An artificial intelligence-generated portrait has sold for a staggering $432,000 at auction. It was the first listing of its kind by a major auction house.

Bloomberg reports that the artwork was sold at Christie’s in New York on October 25th. Despite only fetching a pre-auction estimate of $7,000 to $10,000, the artwork stunned the art world by selling for 43 times more after a 7-minute-long bidding war between five determined bidders.

“Edmond de Belamy, from La Famille de Belamy” by min G max D Ex[log(D(x))] + Ez[log(1-D(G(z)))]

Titled “Edmond de Belamy, from La Famille de Belamy,” the bizarre-looking portrait was created by the Paris-based collective Obvious Art using an AI named “min G max D Ex[log(D(x))] + Ez[log(1-D(G(z)))]” — the “artist’s name” is scribbled into the bottom right-hand corner of the portrait.

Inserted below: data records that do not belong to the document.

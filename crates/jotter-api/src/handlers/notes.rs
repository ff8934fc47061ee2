//! `/notes` handlers.

use axum::{
    extract::{rejection::JsonRejection, Path, State},
    http::StatusCode,
    response::IntoResponse,
    Json,
};
use serde_json::json;

use jotter_core::{parse_id, RelationKind};

use crate::auth::RequireUser;
use crate::error::ApiError;
use crate::services::{CreateNoteRequest, UpdateNoteRequest};
use crate::state::AppState;

pub async fn create_note(
    State(state): State<AppState>,
    user: RequireUser,
    payload: Result<Json<CreateNoteRequest>, JsonRejection>,
) -> Result<impl IntoResponse, ApiError> {
    let Json(req) = payload?;
    let note = state.notes.create(user.id(), req).await?;
    Ok((
        StatusCode::CREATED,
        Json(json!({ "message": "Note created successfully", "note": note })),
    ))
}

pub async fn list_notes(
    State(state): State<AppState>,
    user: RequireUser,
) -> Result<impl IntoResponse, ApiError> {
    Ok(Json(state.notes.list(user.id()).await?))
}

pub async fn list_trash(
    State(state): State<AppState>,
    user: RequireUser,
) -> Result<impl IntoResponse, ApiError> {
    Ok(Json(state.notes.list_trash(user.id()).await?))
}

pub async fn list_bookmarks(
    State(state): State<AppState>,
    user: RequireUser,
) -> Result<impl IntoResponse, ApiError> {
    Ok(Json(
        state
            .relations
            .list(RelationKind::Bookmark, user.id())
            .await?,
    ))
}

pub async fn list_pinned(
    State(state): State<AppState>,
    user: RequireUser,
) -> Result<impl IntoResponse, ApiError> {
    Ok(Json(state.relations.list(RelationKind::Pin, user.id()).await?))
}

pub async fn get_note(
    State(state): State<AppState>,
    user: RequireUser,
    Path(id): Path<String>,
) -> Result<impl IntoResponse, ApiError> {
    let id = parse_id(&id)?;
    Ok(Json(state.notes.get(user.id(), id).await?))
}

pub async fn update_note(
    State(state): State<AppState>,
    user: RequireUser,
    Path(id): Path<String>,
    payload: Result<Json<UpdateNoteRequest>, JsonRejection>,
) -> Result<impl IntoResponse, ApiError> {
    let id = parse_id(&id)?;
    let Json(req) = payload?;
    let note = state.notes.update(user.id(), id, req).await?;
    Ok(Json(
        json!({ "message": "Note updated successfully", "note": note }),
    ))
}

pub async fn trash_note(
    State(state): State<AppState>,
    user: RequireUser,
    Path(id): Path<String>,
) -> Result<impl IntoResponse, ApiError> {
    let id = parse_id(&id)?;
    state.notes.trash(user.id(), id).await?;
    Ok(Json(json!({ "message": "Note moved to trash" })))
}

pub async fn recover_note(
    State(state): State<AppState>,
    user: RequireUser,
    Path(id): Path<String>,
) -> Result<impl IntoResponse, ApiError> {
    let id = parse_id(&id)?;
    state.notes.recover(user.id(), id).await?;
    Ok(Json(json!({ "message": "Note recovered successfully" })))
}

pub async fn purge_note(
    State(state): State<AppState>,
    user: RequireUser,
    Path(id): Path<String>,
) -> Result<impl IntoResponse, ApiError> {
    let id = parse_id(&id)?;
    state.notes.purge(user.id(), id).await?;
    Ok(Json(json!({ "message": "Note permanently deleted" })))
}

pub async fn toggle_pin(
    state: State<AppState>,
    user: RequireUser,
    path: Path<String>,
) -> Result<impl IntoResponse, ApiError> {
    toggle(state, user, path, RelationKind::Pin).await
}

pub async fn toggle_bookmark(
    state: State<AppState>,
    user: RequireUser,
    path: Path<String>,
) -> Result<impl IntoResponse, ApiError> {
    toggle(state, user, path, RelationKind::Bookmark).await
}

async fn toggle(
    State(state): State<AppState>,
    user: RequireUser,
    Path(id): Path<String>,
    kind: RelationKind,
) -> Result<Json<serde_json::Value>, ApiError> {
    let id = parse_id(&id)?;
    let now_on = state.relations.toggle(kind, user.id(), id).await?;

    let mut body = serde_json::Map::new();
    body.insert("message".to_string(), json!(kind.toggle_message(now_on)));
    body.insert(kind.field().to_string(), json!(now_on));
    Ok(Json(serde_json::Value::Object(body)))
}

The artwork’s listing on the Christie’s website.

The AI was fed 15,000 portraits painted between the 14th and 20th centuries and found on the online art encyclopedia WikiArt. The AI then learned the “rules” of painting portraits by studying the features of all the paintings. After days of learning, it then used what it learned to create new portraits using what it gleaned.

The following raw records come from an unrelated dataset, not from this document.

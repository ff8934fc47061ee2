//! Postgres pool setup for the jotter stores.

use std::time::{Duration, Instant};

use sqlx::postgres::{PgPool, PgPoolOptions};
use tracing::info;

use jotter_core::defaults;
use jotter_core::{Error, Result};

/// Sizing and timeouts for the store pool.
///
/// The server fills this from `DB_*` environment variables; tests use the
/// defaults with a smaller ceiling.
#[derive(Debug, Clone, PartialEq, Eq)]
pub struct PoolConfig {
    pub max_connections: u32,
    pub min_connections: u32,
    /// How long a store call waits for a free connection.
    pub acquire_timeout: Duration,
    /// Idle connections above `min_connections` close after this.
    pub idle_timeout: Duration,
}

impl Default for PoolConfig {
    fn default() -> Self {
        Self {
            max_connections: defaults::DB_MAX_CONNECTIONS,
            min_connections: defaults::DB_MIN_CONNECTIONS,
            acquire_timeout: Duration::from_secs(defaults::DB_ACQUIRE_TIMEOUT_SECS),
            idle_timeout: Duration::from_secs(defaults::DB_IDLE_TIMEOUT_SECS),
        }
    }
}

impl PoolConfig {
    /// Reject settings the pool would accept but could never serve with.
    pub fn validate(&self) -> Result<()> {
        if self.max_connections == 0 {
            return Err(Error::Config(
                "pool needs at least one connection".to_string(),
            ));
        }
        if self.min_connections > self.max_connections {
            return Err(Error::Config(format!(
                "min connections ({}) exceeds max connections ({})",
                self.min_connections, self.max_connections
            )));
        }
        if self.acquire_timeout.is_zero() {
            return Err(Error::Config(
                "acquire timeout must be positive".to_string(),
            ));
        }
        Ok(())
    }

    fn options(&self) -> PgPoolOptions {
        PgPoolOptions::new()
            .max_connections(self.max_connections)
            .min_connections(self.min_connections)
            .acquire_timeout(self.acquire_timeout)
            .idle_timeout(self.idle_timeout)
    }
}

/// Validate `config` and open a pool against `database_url`.
pub async fn connect_pool(database_url: &str, config: &PoolConfig) -> Result<PgPool> {
    config.validate()?;
    let start = Instant::now();

    let pool = config
        .options()
        .connect(database_url)
        .await
        .map_err(Error::Database)?;

    info!(
        subsystem = "db",
        component = "pool",
        op = "connect",
        max_connections = config.max_connections,
        min_connections = config.min_connections,
        acquire_timeout_secs = config.acquire_timeout.as_secs(),
        open = pool.size(),
        duration_ms = start.elapsed().as_millis() as u64,
        "Store pool ready"
    );
    Ok(pool)
}

#[cfg(test)]
mod tests {
    use super::*;

    #[test]
    fn test_defaults_come_from_core() {
        let config = PoolConfig::default();
        assert_eq!(config.max_connections, defaults::DB_MAX_CONNECTIONS);
        assert_eq!(config.min_connections, defaults::DB_MIN_CONNECTIONS);
        assert_eq!(
            config.acquire_timeout,
            Duration::from_secs(defaults::DB_ACQUIRE_TIMEOUT_SECS)
        );
        assert!(config.validate().is_ok());
    }

    #[test]
    fn test_validate_rejects_unusable_sizing() {
        let empty = PoolConfig {
            max_connections: 0,
            min_connections: 0,
            ..PoolConfig::default()
        };
        assert!(matches!(empty.validate(), Err(Error::Config(_))));

        let inverted = PoolConfig {
            max_connections: 2,
            min_connections: 5,
            ..PoolConfig::default()
        };
        match inverted.validate() {
            Err(Error::Config(msg)) => assert!(msg.contains("exceeds")),
            other => panic!("expected Config error, got {:?}", other),
        }

        let no_wait = PoolConfig {
            acquire_timeout: Duration::ZERO,
            ..PoolConfig::default()
        };
        assert!(no_wait.validate().is_err());
    }

    #[tokio::test]
    async fn test_connect_validates_before_dialing() {
        let config = PoolConfig {
            max_connections: 0,
            ..PoolConfig::default()
        };
        // Never reaches the network: the unroutable URL would otherwise fail
        // with a Database error.
        let err = connect_pool("postgres://nobody@127.0.0.1:1/none", &config)
            .await
            .unwrap_err();
        assert!(matches!(err, Error::Config(_)));
    }
}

Obvious Art likens AI’s future impact on art to the camera’s invention on painting.

“‘This discovery will eliminate the inferior layers of art,’ ‘The artist runs the risk of becoming a machine, hitched to another machine,’ ‘Painting is dead,’ the collective writes. “To establish some context, all these words have been heard around the year 1850. And they all point at a tool we are quite familiar with: the camera.

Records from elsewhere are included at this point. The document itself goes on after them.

//! `/users` handlers. All operate on the caller's own account.

use axum::{
    extract::{rejection::JsonRejection, State},
    http::header,
    response::IntoResponse,
    Json,
};
use serde_json::json;

use crate::auth::cookie::clear_session_cookie;
use crate::auth::RequireUser;
use crate::error::ApiError;
use crate::services::UpdateProfileRequest;
use crate::state::AppState;

pub async fn get_profile(
    State(state): State<AppState>,
    user: RequireUser,
) -> Result<impl IntoResponse, ApiError> {
    Ok(Json(state.profiles.get(user.id()).await?))
}

pub async fn update_profile(
    State(state): State<AppState>,
    user: RequireUser,
    payload: Result<Json<UpdateProfileRequest>, JsonRejection>,
) -> Result<impl IntoResponse, ApiError> {
    let Json(req) = payload?;
    let profile = state.profiles.update(user.id(), req).await?;
    Ok(Json(json!({
        "message": "Profile updated successfully",
        "profile": profile,
    })))
}

pub async fn delete_profile(
    State(state): State<AppState>,
    user: RequireUser,
) -> Result<impl IntoResponse, ApiError> {
    state.profiles.delete(user.id()).await?;
    let cookie = clear_session_cookie(state.cookie_secure)?;
    Ok((
        [(header::SET_COOKIE, cookie)],
        Json(json!({ "message": "Account deleted successfully" })),
    ))
}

“Back in those days, although it was a subject that just a few people understood, it was a very popular one. It was a subject that made most people dream, but as we observed just before, also a subject that could be scary.”

The collective says it’s excited about what this latest auction sale means for the future of art as a whole.

“It is an exciting moment and our hope is that the spotlight on this sale will bring forward the amazing work that our predecessors and colleagues have been producing,” it writes in a statement. “We are grateful to Christie’s for opening up this dialogue in the art community and honored to have been a part of this global conversation about the impact of this new technology in the creation of art.”

As AI plays a bigger and bigger role in how photographs are made these days, it appears to be only a matter of time until we start seeing AI-generated “photographs” show up at major auction houses as well.